Load a saved count-min sketch stored in filename

Parameters

  • filename (str | Path) – File path to the saved .npz file

  • shared_memory (bool) – If True, load into shared memory

Returns

Return type

CountMinLinear | CountMinLog16 | CountMinLog8

sketchnu.heavyhitters

Sketchnu has Numba implementations of sketch algorithms and other useful functions that utilize hash functions.

Copyright (C) 2022 Matthew Hendrey

This program is free software: you can redistribute it and/or modify it under the terms of the GNU General Public License as published by the Free Software Foundation, either version 3 of the License, or (at your option) any later version.

This program is distributed in the hope that it will be useful, but WITHOUT ANY WARRANTY; without even the implied warranty of MERCHANTABILITY or FITNESS FOR A PARTICULAR PURPOSE. See the GNU General Public License for more details.

You should have received a copy of the GNU General Public License along with this program.

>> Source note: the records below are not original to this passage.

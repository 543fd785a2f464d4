//! Bottom-up path assembly
//!
//! Walks the ancestor chain from the target element to the queryable
//! boundary, resolves one locally-unique fragment per level, then grows the
//! path one ancestor at a time until it is unique within the whole scope.
//! Fragments only ever need local uniqueness; adding ancestors is what
//! resolves collisions a single level cannot see.

use dom::{DomArena, DomError, NodeId, Result};
use tracing::debug;

use crate::options::Options;
use crate::resolve::{resolve, ElementSelectors};
use crate::uniqueness::matches_exactly_one;

/// Compute a selector that uniquely identifies `element` within its
/// queryable scope (document or shadow boundary).
///
/// Returns `Ok(None)` when the ancestor chain is exhausted without reaching
/// global uniqueness. Wildcard fragments get no special treatment: a path
/// containing `*` is returned only when it passes the same global
/// uniqueness test as any other path. Errs only on caller misuse: an
/// unknown node id or a non-element node.
pub fn unique_selector(
    arena: &DomArena,
    element: NodeId,
    options: &Options,
) -> Result<Option<String>> {
    let node = arena.get(element)?;
    if !node.is_element() {
        return Err(DomError::InvalidNodeType {
            expected: "Element".to_string(),
            actual: format!("{:?}", node.node_type),
        });
    }

    let scope_root = arena.query_root(element)?;

    // Target first, then every element ancestor up to the boundary. A
    // detached chain simply ends where the parents run out.
    let mut chain = Vec::new();
    let mut cursor = Some(element);
    while let Some(level) = cursor {
        let level_node = arena.get(level)?;
        if !level_node.is_element() {
            break;
        }
        chain.push(level);
        cursor = level_node.parent_id;
    }

    let mut fragments = Vec::with_capacity(chain.len());
    for &level in &chain {
        let mut candidates = ElementSelectors::collect(
            arena,
            level,
            &options.selector_types,
            &options.attributes_to_ignore,
        )?;
        if let Some(pattern) = &options.exclude_regex {
            candidates.apply_exclusions(pattern);
        }
        fragments.push(resolve(arena, level, &options.selector_types, &candidates)?);
    }

    let mut path: Vec<&str> = Vec::with_capacity(fragments.len());
    for fragment in &fragments {
        path.insert(0, fragment.as_str());
        let selector = path.join(" ");
        if matches_exactly_one(arena, scope_root, &selector, element) {
            debug!(selector = %selector, levels = path.len(), "unique selector found");
            return Ok(Some(selector));
        }
    }

    debug!(levels = fragments.len(), "ancestor chain exhausted");
    Ok(None)
}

If not, see <https://www.gnu.org/licenses/>.

Numba implementation of the topkapi algorithm from

A. Mandal, H. Jiang, A. Shrivastava, and V. Sarkar, “Topkapi: Parallel and Fast Sketches for Finding Top-K Frequent Elements”, Advances in Neural Information Processing Systems 31, (2018).

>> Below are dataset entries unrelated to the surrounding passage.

//! Per-kind candidate extraction
//!
//! Every function here returns complete, already-escaped selector fragments
//! (`#id`, `.class`, `[attr="v"]`, `tag`, `:nth-child(n)`) that are
//! independently parseable. The search layers never see raw attribute
//! values and never produce escaping of their own.

use dom::{DomArena, DomNode, NodeId, Result};

/// Escape a raw value into a CSS identifier, per the CSS.escape algorithm
pub fn css_escape(value: &str) -> String {
    let chars: Vec<char> = value.chars().collect();
    let mut out = String::with_capacity(value.len());

    for (index, &c) in chars.iter().enumerate() {
        let code = c as u32;

        if code == 0 {
            out.push('\u{FFFD}');
        } else if (0x01..=0x1F).contains(&code) || code == 0x7F {
            out.push_str(&format!("\\{code:x} "));
        } else if index == 0 && c.is_ascii_digit() {
            out.push_str(&format!("\\{code:x} "));
        } else if index == 1 && c.is_ascii_digit() && chars[0] == '-' {
            out.push_str(&format!("\\{code:x} "));
        } else if index == 0 && c == '-' && chars.len() == 1 {
            out.push('\\');
            out.push(c);
        } else if code >= 0x80 || c == '-' || c == '_' || c.is_ascii_alphanumeric() {
            out.push(c);
        } else {
            out.push('\\');
            out.push(c);
        }
    }

    out
}

/// `#id` fragment from a non-empty `id` attribute
pub fn id_selector(node: &DomNode) -> Option<String> {
    node.id().map(|id| format!("#{}", css_escape(id)))
}

/// Lowercased type fragment; namespaced tags keep their colon escaped
pub fn tag_selector(node: &DomNode) -> Option<String> {
    node.tag_name()
        .map(|tag| tag.to_ascii_lowercase().replace(':', "\\:"))
}

/// One `.class` fragment per class token, in document order
pub fn class_selectors(node: &DomNode) -> Vec<String> {
    node.classes()
        .map(|class| format!(".{}", css_escape(class)))
        .collect()
}

/// `[name="value"]` fragments for every attribute not in the ignore set.
///
/// Valueless attributes emit the presence form `[name]`. The attribute map
/// has unspecified iteration order, so fragments are sorted by attribute
/// name to keep candidate order (and therefore output) deterministic.
pub fn attribute_selectors(node: &DomNode, ignore: &[String]) -> Vec<String> {
    let mut named: Vec<(&str, &str)> = node
        .attributes
        .iter()
        .filter(|(name, _)| !ignore.iter().any(|ignored| ignored == *name))
        .map(|(name, value)| (name.as_str(), value.as_str()))
        .collect();
    named.sort_by_key(|(name, _)| *name);

    named
        .into_iter()
        .map(|(name, value)| {
            if value.is_empty() {
                format!("[{name}]")
            } else {
                format!("[{name}=\"{}\"]", css_escape(value))
            }
        })
        .collect()
}

/// `[name="..."]` fragment from a non-empty `name` attribute
pub fn name_selector(node: &DomNode) -> Option<String> {
    node.attr("name")
        .filter(|name| !name.is_empty())
        .map(|name| format!("[name=\"{}\"]", css_escape(name)))
}

/// `[href="..."]` fragment from a non-empty `href` attribute
pub fn href_selector(node: &DomNode) -> Option<String> {
    node.attr("href")
        .filter(|href| !href.is_empty())
        .map(|href| format!("[href=\"{}\"]", css_escape(href)))
}

/// `:nth-child(n)` from the element's 1-based position among its parent's
/// element children; `None` for parentless nodes
pub fn nth_child_selector(arena: &DomArena, node_id: NodeId) -> Result<Option<String>> {
    Ok(arena
        .element_ordinal(node_id)?
        .map(|ordinal| format!(":nth-child({ordinal})")))
}

#[cfg(test)]
mod tests {
    use super::*;
    use dom::{DomNode, NodeType};

    fn element_with(attrs: &[(&str, &str)]) -> DomNode {
        let mut node = DomNode::new(NodeType::Element, "DIV".to_string());
        for (name, value) in attrs {
            node.attributes
                .insert(name.to_string(), value.to_string());
        }
        node
    }

    #[test]
    fn test_css_escape() {
        assert_eq!(css_escape("plain-name_1"), "plain-name_1");
        assert_eq!(css_escape("123abc"), "\\31 23abc");
        assert_eq!(css_escape("-5x"), "-\\35 x");
        assert_eq!(css_escape("-"), "\\-");
        assert_eq!(css_escape("a.b:c"), "a\\.b\\:c");
        assert_eq!(css_escape("a b"), "a\\ b");
        assert_eq!(css_escape("\u{0}x"), "\u{FFFD}x");
        assert_eq!(css_escape("\u{1}"), "\\1 ");
    }

    #[test]
    fn test_id_and_tag_fragments() {
        let node = element_with(&[("id", "top nav")]);
        assert_eq!(id_selector(&node), Some("#top\\ nav".to_string()));
        assert_eq!(tag_selector(&node), Some("div".to_string()));

        let node = element_with(&[]);
        assert_eq!(id_selector(&node), None);

        let svg = DomNode::new(NodeType::Element, "SVG:RECT".to_string());
        assert_eq!(tag_selector(&svg), Some("svg\\:rect".to_string()));

        let text = DomNode::new(NodeType::Text, "#text".to_string());
        assert_eq!(tag_selector(&text), None);
    }

    #[test]
    fn test_class_fragments() {
        let node = element_with(&[("class", "btn 2col")]);
        assert_eq!(class_selectors(&node), vec![".btn", ".\\32 col"]);
        assert!(class_selectors(&element_with(&[])).is_empty());
    }

    #[test]
    fn test_attribute_fragments_respect_ignore_set() {
        let node = element_with(&[
            ("id", "x"),
            ("class", "y"),
            ("data-kind", "menu"),
            ("disabled", ""),
            ("aria-label", "Close"),
        ]);
        let ignore = vec!["id".to_string(), "class".to_string(), "length".to_string()];

        assert_eq!(
            attribute_selectors(&node, &ignore),
            vec![
                "[aria-label=\"Close\"]",
                "[data-kind=\"menu\"]",
                "[disabled]",
            ]
        );
    }

    #[test]
    fn test_name_and_href_fragments() {
        let node = element_with(&[("name", "email"), ("href", "/a?b=c")]);
        assert_eq!(name_selector(&node), Some("[name=\"email\"]".to_string()));
        assert_eq!(
            href_selector(&node),
            Some("[href=\"\\/a\\?b\\=c\"]".to_string())
        );
        assert_eq!(name_selector(&element_with(&[("name", "")])), None);
        assert_eq!(href_selector(&element_with(&[])), None);
    }
}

class sketchnu.heavyhitters.HeavyHitters(width: int, depth: int = 4, max_key_len: int = 16, phi: float = None, shared_memory: bool = False)[source]

Bases: object

Sketch implementation of the phi-heavy hitters algorithm which identifies all the keys in a data stream that are observed in at least phi fraction of the records. This assumes that keys have a fat-tailed distribution in the data stream. This is an implementation of the Topkapi algorithm.

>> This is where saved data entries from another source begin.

//! Error types for DOM operations
//!
//! Simple, flat error hierarchy. No over-engineering.

use thiserror::Error;

pub type Result<T> = std::result::Result<T, DomError>;

#[derive(Debug, Error)]
pub enum DomError {
    #[error("Node not found: {0}")]
    NodeNotFound(u32),

    #[error("Invalid node type: expected {expected}, got {actual}")]
    InvalidNodeType { expected: String, actual: String },

    #[error("Invalid selector `{selector}`: {message}")]
    SelectorParse { selector: String, message: String },

    #[error("Document error: {0}")]
    DocumentError(String),

    #[error("Parse error: {0}")]
    ParseError(#[from] serde_json::Error),
}

impl DomError {
    /// Build a selector parse error at a byte offset
    pub fn selector_parse(selector: &str, offset: usize, message: impl Into<String>) -> Self {
        DomError::SelectorParse {
            selector: selector.to_string(),
            message: format!("{} (at offset {})", message.into(), offset),
        }
    }
}
//! Arena DOM with a small selector matching engine
//!
//! The tree is the queryable host that selector generation runs against:
//! nodes live in a single arena, navigation uses `u32` indices, and
//! [`query::match_all`] resolves a selector string within a scope.
//!
//! ## Core Design
//!
//! ```text
//! JSON document → DomArena (owned) → query::match_all(scope, selector)
//!                      ↓
//!                 NodeId (u32)
//! ```

pub mod arena;
pub mod builder;
pub mod error;
pub mod query;
pub mod types;

pub use arena::DomArena;
pub use builder::parse_document;
pub use error::{DomError, Result};
pub use types::*;
use criterion::{black_box, criterion_group, criterion_main, Criterion};
use selector::combinations::combinations;

fn bench_combinations(c: &mut Criterion) {
    let few: Vec<String> = (0..4).map(|i| format!(".c{i}")).collect();
    let many: Vec<String> = (0..16).map(|i| format!(".c{i}")).collect();

    c.bench_function("combinations_4_k3", |b| {
        b.iter(|| combinations(black_box(&few), 3))
    });
    c.bench_function("combinations_16_k3", |b| {
        b.iter(|| combinations(black_box(&many), 3))
    });
}

criterion_group!(benches, bench_combinations);
criterion_main!(benches);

The parameter phi must be greater than 1 / width of the sketch for the theoretical guarantees to be valid. The theoretical guarantees use a count-min sketch to estimate the frequency of any given key. For practical reasons, the paper suggests dropping the count-min sketch to save space. In this case you use the lhh_count as an estimate of the frequency of occurence for a given key. Note that lhh_count <= true count <= cms. So when we call the query function we are doing a more conservative estimate which corresponds to a higher phi. If you are feeling like you want to squeeze more out of the sketch you can provide a lower threshold (= phi * n_added()) when calling the query() function.

Parameters

  • width (int) – Width of the heavy hitters sketch. Must be non-negative

  • depth (int, optional) – Depth of the heavy hitters sketch. Must be non-negative. Default is 4

  • max_key_len (int, optional) – Maximum number of bytes any given key may have. Must be less than 256. Default is 16

  • phi (float, optional) – When generating the candidate set of heavy hitters, only keys whose estimated frequency of occurrence (lhh_count) >= phi * n_added() will be added to the candidate set. Default of None is set to 1 / width.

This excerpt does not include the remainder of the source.